Sadly, we have to just realize life is short only when one of the people closest to our hearts would die. For me, the word death is so much dreadful, unimaginable and is the saddest part of life. And I am still afraid of death, maybe because I haven’t fulfilled anything yet in life and is not ready yet. I would sometimes wish I am an immortal individual and just watch life pass by… but I guess its just a part of a fantasy world.

Just like humans as a living thing, any breathing mammal is considered a crucial life… must be treated with importance, even everything works as a cycle.

The Canine

cocoy pup

Meet Cocoy. A half-dachshund breed.  Our canine family who was given to us by a friend, whom we took care of, even at his delicate age of 1 month, he had to experience such a shock.

Barely three days after we got him, we just took off to buy his things, and when we got home we are unaware he already fallen from our high stairways. We determined that as a high energy cute pup had climb off the obstacle and got off the room, played with the towel that hangs on the handrail, and eventually his small body shoots between the spacing of the handrail to the other way and fall to the lower steps. He experienced convulsions, excreting urine involuntarily.

Fortunately, he overcomes it, able to recover, and gradually grew up but skinny. I then started to realize that when you give love to a dog, he could feel the care and he would then start to fight for his life, because he knows someone cared.

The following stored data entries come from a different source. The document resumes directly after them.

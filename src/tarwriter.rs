//! In-memory tar assembly for the engine's "put archive to path" endpoint.

use std::io;
use std::time::{SystemTime, UNIX_EPOCH};

use serde_json::Value;

/// One file to stage into the sandbox's working directory.
#[derive(Debug, Clone)]
pub struct SandboxFile {
    pub name: String,
    pub content: Vec<u8>,
}

/// Parse the loosely-typed `files` JSON array. Entries whose `name` is
/// missing or not a string are silently skipped, matching the
/// permissive policy for malformed file records.
pub fn files_from_json(value: &Value) -> Vec<SandboxFile> {
    let Some(array) = value.as_array() else {
        return Vec::new();
    };
    array
        .iter()
        .filter_map(|entry| {
            let name = entry.get("name")?.as_str()?.to_string();
            if name.is_empty() {
                return None;
            }
            let content = entry
                .get("content")
                .and_then(|c| c.as_str())
                .map(|s| s.as_bytes().to_vec())
                .unwrap_or_default();
            Some(SandboxFile { name, content })
        })
        .collect()
}

/// Build an uncompressed in-memory tar archive from `files`. Every
/// entry gets an mtime equal to the current Unix time.
pub fn build_tar(files: &[SandboxFile]) -> io::Result<Vec<u8>> {
    let mtime = SystemTime::now()
        .duration_since(UNIX_EPOCH)
        .unwrap_or_default()
        .as_secs();

    let mut builder = tar::Builder::new(Vec::new());
    for file in files {
        let mut header = tar::Header::new_gnu();
        header.set_path(&file.name)?;
        header.set_size(file.content.len() as u64);
        header.set_mode(0o644);
        header.set_mtime(mtime);
        header.set_cksum();
        builder.append(&header, file.content.as_slice())?;
    }
    builder.into_inner()
}
//! Integration coverage for `epicbox::tarwriter` through the public
//! API, exercising the JSON-to-archive pipeline a caller actually
//! drives (untrusted `files` payload in, tar bytes out).

use epicbox::tarwriter::{build_tar, files_from_json};

#[test]
fn untrusted_json_payload_becomes_a_readable_archive() {
    let value = serde_json::json!([
        {"name": "run.sh", "content": "echo hi\n"},
        {"name": "src/main.py", "content": "print('hi')\n"},
        {"content": "skipped, no name"},
    ]);

    let files = files_from_json(&value);
    assert_eq!(files.len(), 2);

    let tar_bytes = build_tar(&files).expect("tar assembly should not fail");

    let mut archive = tar::Archive::new(tar_bytes.as_slice());
    let mut seen = Vec::new();
    for entry in archive.entries().unwrap() {
        let entry = entry.unwrap();
        seen.push(entry.path().unwrap().to_string_lossy().to_string());
    }
    seen.sort();
    assert_eq!(seen, vec!["run.sh".to_string(), "src/main.py".to_string()]);
}

#[test]
fn non_array_json_payload_yields_no_files() {
    let value = serde_json::json!({"not": "an array"});
    assert!(files_from_json(&value).is_empty());
}
//! Integration coverage for `epicbox::demux` through the public API.

use epicbox::demux::{demux, encode_frame, StreamSelector};

#[test]
fn encode_then_demux_recovers_a_realistic_interleaved_session() {
    let mut buf = Vec::new();
    buf.extend(encode_frame(StreamSelector::Stdout, b"compiling...\n"));
    buf.extend(encode_frame(StreamSelector::Stderr, b"warning: unused import\n"));
    buf.extend(encode_frame(StreamSelector::Stdout, b"done\n"));

    let (stdout, stderr) = demux(&buf);
    assert_eq!(stdout, b"compiling...\ndone\n");
    assert_eq!(stderr, b"warning: unused import\n");
}

#[test]
fn empty_buffer_yields_empty_streams() {
    let (stdout, stderr) = demux(&[]);
    assert!(stdout.is_empty());
    assert!(stderr.is_empty());
}
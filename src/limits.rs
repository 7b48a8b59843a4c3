//! Resource limit normalization and ulimit derivation.
//!
//! `LimitSpec` holds semantic scalars, not engine types; conversion to
//! the engine's ulimit array happens at host-config assembly time in
//! `lifecycle.rs`.

use serde::Deserialize;

const CPU_TO_REAL_TIME_FACTOR: i64 = 5;

/// Caller-supplied overrides; every field absent means "use the default".
#[derive(Debug, Clone, Default, Deserialize)]
pub struct LimitsOverride {
    pub cputime: Option<i64>,
    pub realtime: Option<i64>,
    pub memory: Option<i64>,
    pub processes: Option<i64>,
    pub file_size: Option<i64>,
}

impl LimitsOverride {
    /// Parse limits from the loosely-typed JSON shape callers send
    /// (`{cputime, realtime, memory, processes|pids-limit, file_size}`).
    /// Unrecognized keys are ignored.
    pub fn from_json(value: &serde_json::Value) -> Self {
        let get = |key: &str| value.get(key).and_then(|v| v.as_i64());
        LimitsOverride {
            cputime: get("cputime"),
            realtime: get("realtime"),
            memory: get("memory"),
            processes: get("processes").or_else(|| get("pids-limit")),
            file_size: get("file_size"),
        }
    }
}

/// Normalized, fully-defaulted resource limits for one sandbox run.
#[derive(Debug, Clone, Copy, PartialEq, Eq)]
pub struct LimitSpec {
    pub cputime_s: Option<i64>,
    pub realtime_s: Option<i64>,
    pub memory_mb: Option<i64>,
    pub processes: Option<i64>,
    pub file_size_bytes: Option<i64>,
}

impl LimitSpec {
    /// `cputime=1s, realtime=5s, memory=64MB, processes=unset, file_size=unset`.
    pub fn defaults() -> Self {
        LimitSpec {
            cputime_s: Some(1),
            realtime_s: Some(5),
            memory_mb: Some(64),
            processes: None,
            file_size_bytes: None,
        }
    }

    /// Merge caller overrides onto the defaults. `realtime` is
    /// auto-derived as `cputime × 5` whenever the caller omits it,
    /// regardless of whether `cputime` itself is a default or an
    /// override — this runs off the *resolved* cputime, not just a
    /// caller-supplied one.
    pub fn merge(overrides: &LimitsOverride) -> Self {
        let defaults = Self::defaults();
        let cputime_s = overrides.cputime.or(defaults.cputime_s);
        let realtime_s = overrides
            .realtime
            .or_else(|| cputime_s.map(|c| c * CPU_TO_REAL_TIME_FACTOR))
            .or(defaults.realtime_s);
        LimitSpec {
            cputime_s,
            realtime_s,
            memory_mb: overrides.memory.or(defaults.memory_mb),
            processes: overrides.processes.or(defaults.processes),
            file_size_bytes: overrides.file_size.or(defaults.file_size_bytes),
        }
    }

    /// Ulimits to attach to the container's host-config.
    /// `processes` is passed separately via `pids_limit`, not as a ulimit.
    pub fn ulimits(&self) -> Vec<Ulimit> {
        let mut out = Vec::new();
        if let Some(cpu) = self.cputime_s {
            out.push(Ulimit {
                name: "cpu",
                soft: cpu,
                hard: cpu,
            });
        }
        if let Some(fsize) = self.file_size_bytes {
            out.push(Ulimit {
                name: "fsize",
                soft: fsize,
                hard: fsize,
            });
        }
        out
    }

    /// `mem_limit` / `memswap_limit` in bytes, equal values (swap disabled).
    pub fn memory_bytes(&self) -> Option<i64> {
        self.memory_mb.map(|mb| mb * 1024 * 1024)
    }

    /// `pids_limit` host-config value. `-1` and `None` both mean unlimited.
    pub fn pids_limit(&self) -> Option<i64> {
        match self.processes {
            Some(-1) | None => None,
            Some(n) => Some(n),
        }
    }
}

#[derive(Debug, Clone, Copy, PartialEq, Eq)]
pub struct Ulimit {
    pub name: &'static str,
    pub soft: i64,
    pub hard: i64,
}

#[cfg(test)]
mod tests {
    use super::*;

    #[test]
    fn merge_on_empty_overrides_is_identity() {
        assert_eq!(LimitSpec::merge(&LimitsOverride::default()), LimitSpec::defaults());
    }

    #[test]
    fn realtime_derives_from_resolved_cputime() {
        let overrides = LimitsOverride {
            cputime: Some(10),
            ..Default::default()
        };
        let merged = LimitSpec::merge(&overrides);
        assert_eq!(merged.realtime_s, Some(50));
    }

    #[test]
    fn explicit_realtime_is_not_overridden() {
        let overrides = LimitsOverride {
            cputime: Some(10),
            realtime: Some(1),
            ..Default::default()
        };
        let merged = LimitSpec::merge(&overrides);
        assert_eq!(merged.realtime_s, Some(1));
    }

    #[test]
    fn ulimits_include_cpu_and_fsize_when_present() {
        let overrides = LimitsOverride {
            file_size: Some(4096),
            ..Default::default()
        };
        let merged = LimitSpec::merge(&overrides);
        let ulimits = merged.ulimits();
        assert!(ulimits.iter().any(|u| u.name == "cpu"));
        assert!(ulimits.iter().any(|u| u.name == "fsize" && u.soft == 4096));
    }

    #[test]
    fn pids_limit_treats_unset_and_negative_one_as_unlimited() {
        assert_eq!(LimitSpec::defaults().pids_limit(), None);
        let overrides = LimitsOverride {
            processes: Some(-1),
            ..Default::default()
        };
        assert_eq!(LimitSpec::merge(&overrides).pids_limit(), None);
        let overrides = LimitsOverride {
            processes: Some(32),
            ..Default::default()
        };
        assert_eq!(LimitSpec::merge(&overrides).pids_limit(), Some(32));
    }

    #[test]
    fn from_json_accepts_pids_limit_alias() {
        let value = serde_json::json!({"pids-limit": 12});
        let overrides = LimitsOverride::from_json(&value);
        assert_eq!(overrides.processes, Some(12));
    }
}
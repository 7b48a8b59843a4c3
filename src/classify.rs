//! Mapping `(communicator outcome, inspected container state)` to the
//! result record callers see. Exposed as a pure function so the test
//! suite can drive every edge case without a running engine.

use bollard::models::ContainerInspectResponse;
use chrono::{DateTime, Utc};

use crate::communicator::CommunicatorOutcome;

const SIGKILL: i64 = 9;
const SIGXCPU: i64 = 24;

/// `{exit_code, stdout, stderr, duration_s, timeout, oom_killed}` as
/// returned to the caller of `start`/`run`.
#[derive(Debug, Clone, PartialEq)]
pub struct SandboxRunResult {
    pub exit_code: Option<i64>,
    pub stdout: Vec<u8>,
    pub stderr: Vec<u8>,
    pub duration_s: f64,
    pub timeout: bool,
    pub oom_killed: bool,
}

/// The subset of `docker inspect` fields the classifier needs,
/// extracted once so `classify` stays a pure function of plain data.
#[derive(Debug, Clone, Default)]
pub struct InspectedState {
    pub exit_code: Option<i64>,
    pub started_at: Option<DateTime<Utc>>,
    pub finished_at: Option<DateTime<Utc>>,
    pub oom_killed: bool,
}

impl InspectedState {
    pub fn from_inspect(inspect: &ContainerInspectResponse) -> Self {
        let state = inspect.state.as_ref();
        InspectedState {
            exit_code: state.and_then(|s| s.exit_code),
            started_at: state
                .and_then(|s| s.started_at.as_deref())
                .and_then(parse_docker_timestamp),
            finished_at: state
                .and_then(|s| s.finished_at.as_deref())
                .and_then(parse_docker_timestamp),
            oom_killed: state.and_then(|s| s.oom_killed).unwrap_or(false),
        }
    }

    /// `Node.Name` from inspect output, present only in Swarm mode.
    pub fn node_name(inspect: &ContainerInspectResponse) -> Option<String> {
        inspect
            .node
            .as_ref()
            .and_then(|node| node.name.clone())
    }
}

/// The engine emits a sentinel zero-value timestamp
/// (`"0001-01-01T00:00:00Z"`) for "never happened" instead of omitting
/// the field.
fn parse_docker_timestamp(raw: &str) -> Option<DateTime<Utc>> {
    if raw.starts_with("0001-01-01") {
        return None;
    }
    DateTime::parse_from_rfc3339(raw)
        .ok()
        .map(|dt| dt.with_timezone(&Utc))
}

/// Pure classification: given what the communicator observed and what
/// a post-mortem inspect reports, assemble the final result.
pub fn classify(outcome: CommunicatorOutcome, inspected: Option<InspectedState>) -> SandboxRunResult {
    match outcome {
        CommunicatorOutcome::TimedOut => SandboxRunResult {
            exit_code: None,
            stdout: Vec::new(),
            stderr: Vec::new(),
            duration_s: -1.0,
            timeout: true,
            oom_killed: false,
        },
        CommunicatorOutcome::Completed { stdout, stderr } => {
            let inspected = inspected.unwrap_or_default();
            let duration_s = duration_seconds(inspected.started_at, inspected.finished_at);
            let timeout = is_killed_by_sigkill_or_sigxcpu(inspected.exit_code) && !inspected.oom_killed;

            SandboxRunResult {
                exit_code: inspected.exit_code,
                stdout,
                stderr,
                duration_s,
                timeout,
                oom_killed: inspected.oom_killed,
            }
        }
    }
}

/// Wall-clock duration of the run. Negative `finished_at - started_at`
/// is a known engine oddity; clamp to `-1` rather than raising.
fn duration_seconds(started_at: Option<DateTime<Utc>>, finished_at: Option<DateTime<Utc>>) -> f64 {
    match (started_at, finished_at) {
        (Some(start), Some(end)) => {
            let delta = (end - start).num_milliseconds() as f64 / 1000.0;
            if delta < 0.0 {
                -1.0
            } else {
                delta
            }
        }
        _ => -1.0,
    }
}

/// Distinguishes a CPU-rlimit kill or external kill from memory
/// exhaustion, which carries its own `oom_killed` flag instead.
fn is_killed_by_sigkill_or_sigxcpu(exit_code: Option<i64>) -> bool {
    match exit_code {
        Some(code) => {
            let signal = code - 128;
            signal == SIGKILL || signal == SIGXCPU
        }
        None => false,
    }
}

/// Cap `stdout`/`stderr` to a short prefix plus a truncation marker,
/// for logging only — never applied to the value returned to the
/// caller.
pub fn truncated_for_log(bytes: &[u8]) -> String {
    const LOG_TRUNCATE_LEN: usize = 100;
    let text = String::from_utf8_lossy(bytes);
    if text.len() <= LOG_TRUNCATE_LEN {
        text.into_owned()
    } else {
        format!("{}*** truncated ***", &text[..LOG_TRUNCATE_LEN])
    }
}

After 3 months or so, he was struck with Parvo Virus. He excretes stool with blood, was lethargic, and wouldn’t eat. I couldn’t wait. I checked for a nearby vet and rush him to it. Good thing he was rushed no sooner, or he’ll die of it, told me by the vet… three days after the confinement on the clinic, he was already barking endlessly…

The Third Fight

I don’t know why, is it because he was partly pure-breed with low immunity, that he was easily stricken with disease? A year after, he was now suffering with distemper, a week after he was neutered from the vet along with our other mixed-breed black half-Labrador dog.

When he was showing symptoms of respiratory disease, I was praying it was just that and could easily be cured. But our vet told us he was certain that it could be distemper. He gave us 5 days to observe while giving Cocoy some medications. On the 4th day, Cocoy has his energy back, jumping and playing with me. On the 5th day, suddenly his energy fell. And from there I could say we already seeing the signs he was starting to fall from his feet when standing and swaying of his hips when he was walking.

We went back by the 8th day and had his follow up check up. They gave me another 3 days to observe. Until, he could barely walk up and down the stairs (imagine an elderly with rheumatism going up and down the stairs), I went back and finally told me to have him test for distemper. The results came out positive for Parvo-Distemper. And that day… Cocoy just couldn’t stand up anymore, and would just lie down most of the time.

 

Hope

It was quite hard to digest the truth, especially when the vet told me that the disease has no cure and could eventually lead to death. It took me like 1 day or 2 before I searched an information about distemper on the net. And from there I found the Kind Hearts in Action site, where hope is given to distemper dogs. I skimmed the site and saw that there was this treatment that is done overseas. I wrote to the author, giving brief info about Cocoy and somehow asked for help if treatment could be brought here. And yes, treatment has been already not knowingly been practiced here locally… the author wrote back with some information directing me to the vets, the clinic, and the case of Icy.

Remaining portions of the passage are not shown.